**PROBLEM:** Show all lines of the entries in which the word "PopupOutcome" is found.

**RECORDS FOR THIS EXERCISE:**
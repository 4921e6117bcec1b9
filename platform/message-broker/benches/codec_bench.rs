use criterion::{black_box, criterion_group, criterion_main, BenchmarkId, Criterion, Throughput};

use apache_avro::Schema;
use message_broker::avro::{decode_datum, encode_datum};
use message_broker::{CloudEvent, Codec, InMemorySchemaRegistry, InlineSchemaResolver, Payload};
use serde::{Deserialize, Serialize};
use std::sync::Arc;

const INVOICE_SCHEMA: &str = r#"{
    "type": "record",
    "name": "InvoiceCreated",
    "fields": [
        {"name": "invoiceId", "type": "string"},
        {"name": "amount", "type": "double"},
        {"name": "lines", "type": {"type": "array", "items": {
            "type": "record",
            "name": "Line",
            "fields": [
                {"name": "sku", "type": "string"},
                {"name": "quantity", "type": "long"}
            ]
        }}}
    ]
}"#;

#[derive(Debug, Clone, Serialize, Deserialize)]
#[serde(rename_all = "camelCase")]
struct Line {
    sku: String,
    quantity: i64,
}

#[derive(Debug, Clone, Serialize, Deserialize)]
#[serde(rename_all = "camelCase")]
struct InvoiceCreated {
    invoice_id: String,
    amount: f64,
    lines: Vec<Line>,
}

fn invoice(lines: usize) -> CloudEvent<InvoiceCreated> {
    CloudEvent::create(
        InvoiceCreated {
            invoice_id: "inv-0001".to_string(),
            amount: 150.75,
            lines: (0..lines)
                .map(|n| Line {
                    sku: format!("SKU-{n}"),
                    quantity: n as i64 + 1,
                })
                .collect(),
        },
        "invoice.created",
        "urn:billing",
    )
}

fn runtime() -> tokio::runtime::Runtime {
    tokio::runtime::Builder::new_current_thread()
        .build()
        .expect("failed to build runtime")
}

fn bench_datum(c: &mut Criterion) {
    let schema = Schema::parse_str(INVOICE_SCHEMA).expect("valid schema");
    let mut group = c.benchmark_group("avro_datum");

    for lines in [1usize, 10, 100] {
        let payload = Payload::from_serialize(&invoice(lines).data).expect("serializable");
        let datum = encode_datum(&schema, &payload).expect("encodable");
        group.throughput(Throughput::Bytes(datum.len() as u64));

        group.bench_with_input(BenchmarkId::new("encode", lines), &payload, |b, payload| {
            b.iter(|| encode_datum(black_box(&schema), black_box(payload)))
        });
        group.bench_with_input(BenchmarkId::new("decode", lines), &datum, |b, datum| {
            b.iter(|| decode_datum(black_box(&schema), black_box(datum)))
        });
    }
    group.finish();
}

fn bench_envelope(c: &mut Criterion) {
    let rt = runtime();
    let text = Codec::json();
    let binary = rt.block_on(async {
        let registry = Arc::new(InMemorySchemaRegistry::new());
        registry
            .register("billing.invoice.created", INVOICE_SCHEMA)
            .await
            .expect("registered");
        let resolver =
            InlineSchemaResolver::new("billing").with_schema("invoice.created", INVOICE_SCHEMA);
        Codec::avro(Arc::new(resolver), registry)
    });

    let event = invoice(10);
    let mut group = c.benchmark_group("envelope");

    for (name, codec) in [("text", &text), ("binary", &binary)] {
        let bytes = rt.block_on(codec.encode(&event)).expect("encodable");
        group.throughput(Throughput::Bytes(bytes.len() as u64));

        group.bench_function(BenchmarkId::new("encode", name), |b| {
            b.iter(|| rt.block_on(codec.encode(black_box(&event))))
        });
        group.bench_function(BenchmarkId::new("decode", name), |b| {
            b.iter(|| rt.block_on(codec.decode::<InvoiceCreated>(black_box(&bytes))))
        });
    }
    group.finish();
}

criterion_group!(benches, bench_datum, bench_envelope);
criterion_main!(benches);
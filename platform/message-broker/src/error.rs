//! Error taxonomy for the messaging layer
//!
//! Every variant names the stage that failed so publish callers and consume
//! loop owners can tell a misconfiguration from a broker outage.

/// Boxed application error returned from message handlers
pub type HandlerError = Box<dyn std::error::Error + Send + Sync>;

/// Errors that can occur while publishing or consuming messages
#[derive(Debug, thiserror::Error)]
pub enum BrokerError {
    /// Missing or invalid settings. Never retried.
    #[error("configuration error: {0}")]
    Configuration(String),

    #[error("no schema for event type '{event_type}': {reason}")]
    SchemaResolution { event_type: String, reason: String },

    #[error("schema registry error: {0}")]
    Registry(String),

    #[error("failed to encode message: {0}")]
    Encode(String),

    #[error("failed to decode message: {0}")]
    Decode(String),

    #[error("transport error: {0}")]
    Transport(String),

    #[error("record store error: {0}")]
    Store(String),

    #[error("handler failed: {0}")]
    Handler(#[source] HandlerError),
}

impl BrokerError {
    /// Wrap an application error raised inside a message handler
    pub fn handler(error: impl Into<HandlerError>) -> Self {
        BrokerError::Handler(error.into())
    }

    pub(crate) fn schema_resolution(event_type: &str, reason: impl Into<String>) -> Self {
        BrokerError::SchemaResolution {
            event_type: event_type.to_string(),
            reason: reason.into(),
        }
    }
}

impl From<sqlx::Error> for BrokerError {
    fn from(e: sqlx::Error) -> Self {
        BrokerError::Store(e.to_string())
    }
}

/// Result type for messaging operations
pub type BrokerResult<T> = Result<T, BrokerError>;

#[cfg(test)]
mod tests {
    use super::*;

    #[test]
    fn test_handler_error_keeps_source_message() {
        let err = BrokerError::handler("invoice rejected");
        assert_eq!(err.to_string(), "handler failed: invoice rejected");
        assert!(std::error::Error::source(&err).is_some());
    }

    #[test]
    fn test_schema_resolution_names_event_type() {
        let err = BrokerError::schema_resolution("invoice.created", "not mapped");
        assert_eq!(
            err.to_string(),
            "no schema for event type 'invoice.created': not mapped"
        );
    }
}
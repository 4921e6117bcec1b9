//! Publishing envelopes to a broker topic

use async_trait::async_trait;
use serde::Serialize;
use std::sync::Arc;

use crate::codec::Codec;
use crate::envelope::{CloudEvent, Headers};
use crate::error::BrokerResult;
use crate::transport::{BrokerTransport, TransportMessage};

/// Derives a partition key from an envelope
pub type KeySelector<T> = dyn Fn(&CloudEvent<T>) -> Option<String> + Send + Sync;

/// Publishes envelopes to the configured topic
///
/// Success means the broker accepted the message. Failures surface to the
/// caller; nothing is retried.
#[async_trait]
pub trait MessagePublisher: Send + Sync {
    /// Publish one envelope with an optional key and headers
    async fn publish<T>(
        &self,
        event: &CloudEvent<T>,
        key: Option<&str>,
        headers: Option<&Headers>,
    ) -> BrokerResult<()>
    where
        T: Serialize + Send + Sync;

    /// Publish envelopes in order, stopping at the first failure
    ///
    /// Envelopes before the failing one stay published.
    async fn publish_batch<T>(
        &self,
        events: &[CloudEvent<T>],
        key_selector: Option<&KeySelector<T>>,
    ) -> BrokerResult<()>
    where
        T: Serialize + Send + Sync,
    {
        for event in events {
            let key = key_selector.and_then(|select| select(event));
            self.publish(event, key.as_deref(), None).await?;
        }
        Ok(())
    }
}

/// Publisher that encodes with a [`Codec`] and produces over a transport
///
/// # Example
/// ```rust
/// use message_broker::transport::InMemoryTransport;
/// use message_broker::{BrokerPublisher, CloudEvent, Codec, MessagePublisher};
/// use std::sync::Arc;
///
/// # async fn example() -> Result<(), Box<dyn std::error::Error>> {
/// let publisher = BrokerPublisher::new(
///     Arc::new(InMemoryTransport::new()),
///     Arc::new(Codec::json()),
///     "invoices",
/// );
///
/// let event = CloudEvent::create(serde_json::json!({"invoiceId": "X"}), "invoice.created", "urn:billing");
/// publisher.publish(&event, Some("customer-42"), None).await?;
/// # Ok(())
/// # }
/// ```
#[derive(Debug, Clone)]
pub struct BrokerPublisher {
    transport: Arc<dyn BrokerTransport>,
    codec: Arc<Codec>,
    topic: String,
}

impl BrokerPublisher {
    pub fn new(transport: Arc<dyn BrokerTransport>, codec: Arc<Codec>, topic: impl Into<String>) -> Self {
        Self {
            transport,
            codec,
            topic: topic.into(),
        }
    }

    pub fn topic(&self) -> &str {
        &self.topic
    }

    /// Flush and release the underlying transport
    pub async fn close(&self) -> BrokerResult<()> {
        self.transport.close().await
    }
}

#[async_trait]
impl MessagePublisher for BrokerPublisher {
    async fn publish<T>(
        &self,
        event: &CloudEvent<T>,
        key: Option<&str>,
        headers: Option<&Headers>,
    ) -> BrokerResult<()>
    where
        T: Serialize + Send + Sync,
    {
        let payload = self.codec.encode(event).await.map_err(|e| {
            tracing::error!(event_id = %event.id, event_type = %event.event_type, error = %e, "Failed to encode event");
            e
        })?;

        let message = TransportMessage::new(self.topic.clone(), payload)
            .with_key(key.map(str::to_string))
            .with_headers(headers.cloned().unwrap_or_default());

        self.transport.produce(message).await.map_err(|e| {
            tracing::error!(event_id = %event.id, topic = %self.topic, error = %e, "Failed to publish event");
            e
        })?;

        tracing::debug!(
            event_id = %event.id,
            event_type = %event.event_type,
            topic = %self.topic,
            "Published event"
        );
        Ok(())
    }
}

#[cfg(test)]
mod tests {
    use super::*;
    use crate::transport::InMemoryTransport;
    use serde_json::json;

    fn publisher(transport: &InMemoryTransport) -> BrokerPublisher {
        BrokerPublisher::new(Arc::new(transport.handle()), Arc::new(Codec::json()), "invoices")
    }

    #[tokio::test]
    async fn test_publish_sets_key_and_headers() {
        let transport = InMemoryTransport::new();
        let event = CloudEvent::create(json!({"invoiceId": "X"}), "invoice.created", "urn:billing");

        let mut headers = Headers::new();
        headers.insert("trace-id".to_string(), "t-1".to_string());

        publisher(&transport)
            .publish(&event, Some("customer-42"), Some(&headers))
            .await
            .unwrap();

        let sent = transport.messages("invoices").await;
        assert_eq!(sent.len(), 1);
        assert_eq!(sent[0].key.as_deref(), Some("customer-42"));
        assert_eq!(sent[0].headers["trace-id"], "t-1");

        let wire: serde_json::Value = serde_json::from_slice(&sent[0].payload).unwrap();
        assert_eq!(wire["id"], event.id);
    }

    #[tokio::test]
    async fn test_publish_batch_keeps_order_and_applies_selector() {
        let transport = InMemoryTransport::new();
        let events: Vec<_> = (0..3)
            .map(|n| CloudEvent::create(json!({"n": n}), "counter.bumped", "urn:test"))
            .collect();

        let selector = |event: &CloudEvent<serde_json::Value>| {
            event.data["n"].as_i64().map(|n| format!("k-{n}"))
        };

        publisher(&transport)
            .publish_batch(&events, Some(&selector))
            .await
            .unwrap();

        let sent = transport.messages("invoices").await;
        let keys: Vec<_> = sent.iter().map(|m| m.key.clone().unwrap()).collect();
        assert_eq!(keys, vec!["k-0", "k-1", "k-2"]);
    }

    #[tokio::test]
    async fn test_empty_batch_sends_nothing() {
        let transport = InMemoryTransport::new();
        let events: Vec<CloudEvent<serde_json::Value>> = Vec::new();

        publisher(&transport).publish_batch(&events, None).await.unwrap();
        assert!(transport.messages("invoices").await.is_empty());
    }

    #[tokio::test]
    async fn test_publish_on_closed_transport_fails() {
        let transport = InMemoryTransport::new();
        let publisher = publisher(&transport);
        publisher.close().await.unwrap();

        let event = CloudEvent::create(json!({}), "t", "s");
        assert!(publisher.publish(&event, None, None).await.is_err());
    }
}
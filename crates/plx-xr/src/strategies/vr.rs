//! Mobile 360° orientation-viewer fallback.

use std::sync::Arc;

use async_trait::async_trait;

use plx_core::{AttemptOutcome, ImmersiveStrategy};

use crate::capabilities::{ImmersiveGateway, PopupOutcome, UserNotifier};
use crate::cascade::{CascadeStep, NegotiationContext};
use crate::error::XrError;

/// Open the orientation-driven 360° viewer page in a new window.
///
/// Not offered inside the Oculus in-headset browser, where the native
/// session path is the only one expected to work.
pub struct Vr360Step {
    gateway: Arc<dyn ImmersiveGateway>,
    notifier: Arc<dyn UserNotifier>,
    origin: String,
    viewer_path: String,
}

impl Vr360Step {
    #[must_use]
    pub fn new(
        gateway: Arc<dyn ImmersiveGateway>,
        notifier: Arc<dyn UserNotifier>,
        origin: impl Into<String>,
        viewer_path: impl Into<String>,
    ) -> Self {
        Self {
            gateway,
            notifier,
            origin: origin.into(),
            viewer_path: viewer_path.into(),
        }
    }

    fn viewer_url(&self, model_url: &str) -> String {
        format!(
            "{}{}?src={}",
            self.origin.trim_end_matches('/'),
            self.viewer_path,
            urlencoding::encode(model_url),
        )
    }
}

#[async_trait]
impl CascadeStep for Vr360Step {
    fn strategy(&self) -> ImmersiveStrategy {
        ImmersiveStrategy::Vr360
    }

    fn applies(&self, ctx: &NegotiationContext) -> bool {
        ctx.platform.platform.is_mobile() && !ctx.platform.is_oculus_browser
    }

    async fn attempt(&self, ctx: &NegotiationContext) -> Result<AttemptOutcome, XrError> {
        match self.gateway.open_window(&self.viewer_url(&ctx.model_url))? {
            PopupOutcome::Opened => Ok(AttemptOutcome::Entered),
            PopupOutcome::Blocked => {
                self.notifier.notify(
                    "Your browser blocked the 360° viewer window. Allow popups for this \
                     site and try again.",
                );
                Err(XrError::PopupBlocked)
            }
        }
    }
}
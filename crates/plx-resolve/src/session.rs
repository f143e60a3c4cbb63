//! Per-viewer authorization session.
//!
//! One `GateSession` lives for one viewer instance. It enforces the two
//! lifecycle rules the gate itself cannot see:
//!
//! - a new authorization for the viewer **supersedes** the in-flight one;
//!   the superseded request's result is never applied, so two requests for
//!   the same asset cannot race;
//! - explicit user retries draw from a small fixed [`RetryBudget`] before
//!   the terminal error surfaces.
//!
//! Dropping the session (component unmount, navigation away) cancels any
//! in-flight request via [`GateSession::cancel`].

use std::sync::Mutex;

use tokio_util::sync::CancellationToken;

use crate::error::ResolveError;
use crate::gate::{AuthorizedUrl, SignedUrlGate};
use crate::resolver::ResolvedAsset;

/// Cap on explicit user retries. Grounded in the viewer UX: "Retry Loading"
/// twice, then a terminal error.
#[derive(Debug, Clone)]
pub struct RetryBudget {
    max_attempts: u32,
    used: u32,
}

impl RetryBudget {
    #[must_use]
    pub const fn new(max_attempts: u32) -> Self {
        Self {
            max_attempts,
            used: 0,
        }
    }

    /// Attempts left before the terminal error.
    #[must_use]
    pub const fn remaining(&self) -> u32 {
        self.max_attempts.saturating_sub(self.used)
    }

    /// Consume one attempt.
    ///
    /// # Errors
    ///
    /// Returns [`ResolveError::RetryExhausted`] once the cap is hit.
    pub const fn try_begin(&mut self) -> Result<(), ResolveError> {
        if self.used >= self.max_attempts {
            return Err(ResolveError::RetryExhausted {
                attempts: self.used,
            });
        }
        self.used += 1;
        Ok(())
    }
}

impl Default for RetryBudget {
    fn default() -> Self {
        Self::new(2)
    }
}

/// Superseding wrapper around [`SignedUrlGate`] for one viewer instance.
pub struct GateSession {
    gate: SignedUrlGate,
    current: Mutex<CancellationToken>,
}

impl GateSession {
    #[must_use]
    pub fn new(gate: SignedUrlGate) -> Self {
        Self {
            gate,
            current: Mutex::new(CancellationToken::new()),
        }
    }

    /// Authorize, superseding any in-flight authorization from this session.
    ///
    /// The superseded call resolves with [`ResolveError::Superseded`]; its
    /// network result, if any arrives later, is discarded.
    ///
    /// # Errors
    ///
    /// [`ResolveError::Superseded`] when a newer call took over, otherwise
    /// whatever [`SignedUrlGate::authorize`] returns.
    pub async fn authorize(
        &self,
        resolved: &ResolvedAsset,
        credential: Option<&str>,
    ) -> Result<AuthorizedUrl, ResolveError> {
        let token = self.supersede();

        tokio::select! {
            () = token.cancelled() => Err(ResolveError::Superseded),
            result = self.gate.authorize(resolved, credential) => result,
        }
    }

    /// Cancel any in-flight authorization (component unmount / navigation).
    pub fn cancel(&self) {
        self.current
            .lock()
            .expect("gate session lock poisoned")
            .cancel();
    }

    /// Replace the live token, cancelling the previous one.
    fn supersede(&self) -> CancellationToken {
        let token = CancellationToken::new();
        let previous = {
            let mut current = self.current.lock().expect("gate session lock poisoned");
            std::mem::replace(&mut *current, token.clone())
        };
        previous.cancel();
        token
    }
}

impl Drop for GateSession {
    fn drop(&mut self) {
        self.cancel();
    }
}
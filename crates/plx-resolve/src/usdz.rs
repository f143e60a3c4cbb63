//! USDZ-availability client for the conversion pipeline.
//!
//! Given a GLB storage key, the pipeline reports whether a converted USDZ
//! companion already exists, or whether the model exceeded the automatic
//! conversion threshold and needs a manual upload.

use std::time::Duration;

use async_trait::async_trait;
use serde::{Deserialize, Serialize};

use crate::error::ResolveError;
use crate::http::check_protected_response;
use plx_config::ParallaxConfig;

/// Availability verdict for a GLB key's USDZ companion.
#[derive(Debug, Clone, PartialEq, Serialize, Deserialize)]
#[serde(rename_all = "camelCase")]
pub struct UsdzAvailability {
    pub success: bool,
    /// Fetchable USDZ URL, when the companion exists.
    #[serde(default, skip_serializing_if = "Option::is_none")]
    pub usdz_url: Option<String>,
    /// The model is too large for automatic conversion; the owner must
    /// upload a companion by hand.
    #[serde(default)]
    pub requires_manual_upload: bool,
    /// Pairing base name the manual upload must use.
    #[serde(default, skip_serializing_if = "Option::is_none")]
    pub base_name: Option<String>,
    #[serde(default, skip_serializing_if = "Option::is_none")]
    pub file_size: Option<u64>,
    #[serde(default, skip_serializing_if = "Option::is_none")]
    pub file_size_mb: Option<f64>,
}

impl UsdzAvailability {
    /// The expected manual-upload file name, when one is required.
    #[must_use]
    pub fn expected_file_name(&self) -> Option<String> {
        if !self.requires_manual_upload {
            return None;
        }
        self.base_name.as_ref().map(|base| format!("{base}.usdz"))
    }
}

/// The conversion-pipeline availability seam.
#[async_trait]
pub trait UsdzAvailabilityApi: Send + Sync {
    /// Query USDZ availability for a GLB storage key.
    ///
    /// # Errors
    ///
    /// Shares the protected-service taxonomy: 401/403 →
    /// [`ResolveError::AccessDenied`], 404 → [`ResolveError::NotFound`],
    /// anything else → transient.
    async fn check(
        &self,
        key: &str,
        credential: Option<&str>,
    ) -> Result<UsdzAvailability, ResolveError>;
}

/// HTTP implementation of [`UsdzAvailabilityApi`].
pub struct HttpUsdzClient {
    http: reqwest::Client,
    availability_url: String,
}

impl HttpUsdzClient {
    /// Build a client from loaded configuration.
    ///
    /// # Panics
    ///
    /// Panics if the underlying `reqwest::Client` fails to build.
    #[must_use]
    pub fn from_config(config: &ParallaxConfig) -> Self {
        Self {
            http: reqwest::Client::builder()
                .user_agent("parallax/0.1")
                .timeout(Duration::from_secs(config.general.http_timeout_secs))
                .build()
                .expect("reqwest client should build"),
            availability_url: config.endpoints.usdz_availability_url.clone(),
        }
    }
}

#[async_trait]
impl UsdzAvailabilityApi for HttpUsdzClient {
    async fn check(
        &self,
        key: &str,
        credential: Option<&str>,
    ) -> Result<UsdzAvailability, ResolveError> {
        let url = format!(
            "{}/{}",
            self.availability_url.trim_end_matches('/'),
            urlencoding::encode(key),
        );
        let mut request = self.http.get(&url);
        if let Some(credential) = credential {
            request = request.bearer_auth(credential);
        }
        let resp = request.send().await?;
        let resp = check_protected_response(resp, key).await?;

        resp.json()
            .await
            .map_err(|e| ResolveError::Signing(format!("availability payload parse failed: {e}")))
    }
}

**EXPECTED ANSWER:**
use crate::capabilities::{ImmersiveGateway, PopupOutcome, UserNotifier};
            PopupOutcome::Opened => Ok(AttemptOutcome::Entered),
            PopupOutcome::Blocked => {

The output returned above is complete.